Your instructions
Return the records exactly, keeping every line as it is.

Data in this exercise
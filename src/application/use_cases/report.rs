// ============================================================
// REPORT
// ============================================================
// Completed reflections: history, share links and CSV export

use base64::engine::general_purpose::STANDARD;
use base64::Engine;
use chrono::{DateTime, Utc};
use tracing::info;

use crate::domain::error::{AppError, Result};
use crate::domain::history::{history_label, HistoryEntry};
use crate::domain::reflection::ReflectionData;
use crate::domain::survey::SurveyAnalysis;
use crate::infrastructure::csv::export_summaries_csv;
use crate::infrastructure::storage::HistoryStore;

const SHARE_FRAGMENT: &str = "#data=";

pub struct ReportUseCase {
    history: HistoryStore,
}

impl ReportUseCase {
    pub fn new(history: HistoryStore) -> Self {
        Self { history }
    }

    /// Save the finished reflection at the head of the history list
    pub fn complete(
        &self,
        reflection: &ReflectionData,
        analysis: Option<&SurveyAnalysis>,
    ) -> Result<HistoryEntry> {
        self.complete_at(reflection, analysis, Utc::now())
    }

    fn complete_at(
        &self,
        reflection: &ReflectionData,
        analysis: Option<&SurveyAnalysis>,
        now: DateTime<Utc>,
    ) -> Result<HistoryEntry> {
        let first_question = analysis
            .and_then(|a| a.summaries.first())
            .map(|s| s.question.as_str());

        let entry = HistoryEntry {
            id: now.timestamp_millis(),
            date: now.to_rfc3339(),
            data: reflection.clone(),
            summary: history_label(first_question),
        };

        let entries = self.history.push(entry.clone())?;
        info!(id = entry.id, history = entries.len(), "Reflection saved to history");
        Ok(entry)
    }

    pub fn history(&self) -> Result<Vec<HistoryEntry>> {
        self.history.load()
    }

    pub fn export_csv(&self, analysis: &SurveyAnalysis) -> Result<String> {
        export_summaries_csv(&analysis.summaries)
    }
}

/// `<base>#data=<base64 JSON>` link carrying the whole reflection
pub fn share_link(base_url: &str, reflection: &ReflectionData) -> Result<String> {
    let json = serde_json::to_string(reflection)?;
    Ok(format!(
        "{}{}{}",
        base_url.trim_end_matches('#'),
        SHARE_FRAGMENT,
        STANDARD.encode(json.as_bytes())
    ))
}

/// Restore a reflection from a share link, its fragment, or the bare payload
pub fn decode_shared(encoded: &str) -> Result<ReflectionData> {
    let payload = match encoded.find(SHARE_FRAGMENT) {
        Some(idx) => &encoded[idx + SHARE_FRAGMENT.len()..],
        None => encoded,
    };
    // '+' arrives as ' ' when the payload passed through a query string
    let payload = payload.trim().replace(' ', "+");

    let bytes = STANDARD
        .decode(payload.as_bytes())
        .map_err(|e| AppError::ValidationError(format!("Invalid share data: {}", e)))?;
    let json = String::from_utf8(bytes)
        .map_err(|e| AppError::ValidationError(format!("Invalid share data: {}", e)))?;

    serde_json::from_str(&json)
        .map_err(|e| AppError::ValidationError(format!("Invalid share data: {}", e)))
}

#[cfg(test)]
mod tests {
    use super::*;
    use crate::domain::history::DEFAULT_HISTORY_LABEL;
    use crate::domain::survey::{Category, QuestionSummary};
    use chrono::TimeZone;
    use std::collections::BTreeMap;

    fn use_case() -> (ReportUseCase, std::path::PathBuf) {
        let dir = std::env::temp_dir().join(format!("refleksija-report-{}", uuid::Uuid::new_v4()));
        (ReportUseCase::new(HistoryStore::new(&dir)), dir)
    }

    fn reflection() -> ReflectionData {
        ReflectionData {
            observations: "Mokiniai drąsiau klausia".to_string(),
            heart_feelings: "Džiaugsmas".to_string(),
            ..Default::default()
        }
    }

    #[test]
    fn test_complete_records_entry() {
        let (use_case, dir) = use_case();
        let analysis = SurveyAnalysis {
            summaries: vec![QuestionSummary {
                question: "Mano mokytojas skiria laiko apibendrinti pamoką".to_string(),
                counts: BTreeMap::new(),
                total: 4,
                average_score: 4.0,
                category: Category::Teaching,
                is_reverse: false,
            }],
            ..Default::default()
        };
        let now = Utc.with_ymd_and_hms(2026, 6, 20, 9, 30, 0).unwrap();

        let entry = use_case
            .complete_at(&reflection(), Some(&analysis), now)
            .unwrap();
        let history = use_case.history().unwrap();
        std::fs::remove_dir_all(&dir).ok();

        assert_eq!(entry.id, now.timestamp_millis());
        assert_eq!(entry.date, "2026-06-20T09:30:00+00:00");
        assert_eq!(entry.summary, "Mano mokytojas skiria laiko ap...");
        assert_eq!(history, vec![entry]);
    }

    #[test]
    fn test_complete_without_survey_uses_default_label() {
        let (use_case, dir) = use_case();
        let entry = use_case.complete(&reflection(), None).unwrap();
        std::fs::remove_dir_all(&dir).ok();

        assert_eq!(entry.summary, DEFAULT_HISTORY_LABEL);
    }

    #[test]
    fn test_share_link_round_trip() {
        let link = share_link("https://refleksija.lt/", &reflection()).unwrap();
        assert!(link.starts_with("https://refleksija.lt/#data="));

        assert_eq!(decode_shared(&link).unwrap(), reflection());

        let fragment = &link[link.find('#').unwrap()..];
        assert_eq!(decode_shared(fragment).unwrap(), reflection());
    }

    #[test]
    fn test_decode_query_mangled_payload() {
        let link = share_link("", &reflection()).unwrap();
        let payload = link.trim_start_matches(SHARE_FRAGMENT).replace('+', " ");
        assert_eq!(decode_shared(&payload).unwrap(), reflection());
    }

    #[test]
    fn test_decode_rejects_garbage() {
        assert!(matches!(
            decode_shared("#data=!!!"),
            Err(AppError::ValidationError(_))
        ));
        let not_json = STANDARD.encode("labas");
        assert!(matches!(
            decode_shared(&not_json),
            Err(AppError::ValidationError(_))
        ));
    }
}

Response
filename src/application/use_cases/report.rs
// ============================================================
// REPORT
// ============================================================
// Completed reflections: history, share links and CSV export

use base64::engine::general_purpose::STANDARD;
use base64::Engine;
use chrono::{DateTime, Utc};
use tracing::info;

use crate::domain::error::{AppError, Result};
use crate::domain::history::{history_label, HistoryEntry};
use crate::domain::reflection::ReflectionData;
use crate::domain::survey::SurveyAnalysis;
use crate::infrastructure::csv::export_summaries_csv;
use crate::infrastructure::storage::HistoryStore;

const SHARE_FRAGMENT: &str = "#data=";

pub struct ReportUseCase {
    history: HistoryStore,
}

impl ReportUseCase {
    pub fn new(history: HistoryStore) -> Self {
        Self { history }
    }

    /// Save the finished reflection at the head of the history list
    pub fn complete(
        &self,
        reflection: &ReflectionData,
        analysis: Option<&SurveyAnalysis>,
    ) -> Result<HistoryEntry> {
        self.complete_at(reflection, analysis, Utc::now())
    }

    fn complete_at(
        &self,
        reflection: &ReflectionData,
        analysis: Option<&SurveyAnalysis>,
        now: DateTime<Utc>,
    ) -> Result<HistoryEntry> {
        let first_question = analysis
            .and_then(|a| a.summaries.first())
            .map(|s| s.question.as_str());

        let entry = HistoryEntry {
            id: now.timestamp_millis(),
            date: now.to_rfc3339(),
            data: reflection.clone(),
            summary: history_label(first_question),
        };

        let entries = self.history.push(entry.clone())?;
        info!(id = entry.id, history = entries.len(), "Reflection saved to history");
        Ok(entry)
    }

    pub fn history(&self) -> Result<Vec<HistoryEntry>> {
        self.history.load()
    }

    pub fn export_csv(&self, analysis: &SurveyAnalysis) -> Result<String> {
        export_summaries_csv(&analysis.summaries)
    }
}

/// `<base>#data=<base64 JSON>` link carrying the whole reflection
pub fn share_link(base_url: &str, reflection: &ReflectionData) -> Result<String> {
    let json = serde_json::to_string(reflection)?;
    Ok(format!(
        "{}{}{}",
        base_url.trim_end_matches('#'),
        SHARE_FRAGMENT,
        STANDARD.encode(json.as_bytes())
    ))
}

/// Restore a reflection from a share link, its fragment, or the bare payload
pub fn decode_shared(encoded: &str) -> Result<ReflectionData> {
    let payload = match encoded.find(SHARE_FRAGMENT) {
        Some(idx) => &encoded[idx + SHARE_FRAGMENT.len()..],
        None => encoded,
    };
    // '+' arrives as ' ' when the payload passed through a query string
    let payload = payload.trim().replace(' ', "+");

    let bytes = STANDARD
        .decode(payload.as_bytes())
        .map_err(|e| AppError::ValidationError(format!("Invalid share data: {}", e)))?;
    let json = String::from_utf8(bytes)
        .map_err(|e| AppError::ValidationError(format!("Invalid share data: {}", e)))?;

    serde_json::from_str(&json)
        .map_err(|e| AppError::ValidationError(format!("Invalid share data: {}", e)))
}

#[cfg(test)]
mod tests {
    use super::*;
    use crate::domain::history::DEFAULT_HISTORY_LABEL;
    use crate::domain::survey::{Category, QuestionSummary};
    use chrono::TimeZone;
    use std::collections::BTreeMap;

    fn use_case() -> (ReportUseCase, std::path::PathBuf) {
        let dir = std::env::temp_dir().join(format!("refleksija-report-{}", uuid::Uuid::new_v4()));
        (ReportUseCase::new(HistoryStore::new(&dir)), dir)
    }

    fn reflection() -> ReflectionData {
        ReflectionData {
            observations: "Mokiniai drąsiau klausia".to_string(),
            heart_feelings: "Džiaugsmas".to_string(),
            ..Default::default()
        }
    }

    #[test]
    fn test_complete_records_entry() {
        let (use_case, dir) = use_case();
        let analysis = SurveyAnalysis {
            summaries: vec![QuestionSummary {
                question: "Mano mokytojas skiria laiko apibendrinti pamoką".to_string(),
                counts: BTreeMap::new(),
                total: 4,
                average_score: 4.0,
                category: Category::Teaching,
                is_reverse: false,
            }],
            ..Default::default()
        };
        let now = Utc.with_ymd_and_hms(2026, 6, 20, 9, 30, 0).unwrap();

        let entry = use_case
            .complete_at(&reflection(), Some(&analysis), now)
            .unwrap();
        let history = use_case.history().unwrap();
        std::fs::remove_dir_all(&dir).ok();

        assert_eq!(entry.id, now.timestamp_millis());
        assert_eq!(entry.date, "2026-06-20T09:30:00+00:00");
        assert_eq!(entry.summary, "Mano mokytojas skiria laiko ap...");
        assert_eq!(history, vec![entry]);
    }

    #[test]
    fn test_complete_without_survey_uses_default_label() {
        let (use_case, dir) = use_case();
        let entry = use_case.complete(&reflection(), None).unwrap();
        std::fs::remove_dir_all(&dir).ok();

        assert_eq!(entry.summary, DEFAULT_HISTORY_LABEL);
    }

    #[test]
    fn test_share_link_round_trip() {
        let link = share_link("https://refleksija.lt/", &reflection()).unwrap();
        assert!(link.starts_with("https://refleksija.lt/#data="));

        assert_eq!(decode_shared(&link).unwrap(), reflection());

        let fragment = &link[link.find('#').unwrap()..];
        assert_eq!(decode_shared(fragment).unwrap(), reflection());
    }

    #[test]
    fn test_decode_query_mangled_payload() {
        let link = share_link("", &reflection()).unwrap();
        let payload = link.trim_start_matches(SHARE_FRAGMENT).replace('+', " ");
        assert_eq!(decode_shared(&payload).unwrap(), reflection());
    }

    #[test]
    fn test_decode_rejects_garbage() {
        assert!(matches!(
            decode_shared("#data=!!!"),
            Err(AppError::ValidationError(_))
        ));
        let not_json = STANDARD.encode("labas");
        assert!(matches!(
            decode_shared(&not_json),
            Err(AppError::ValidationError(_))
        ));
    }
}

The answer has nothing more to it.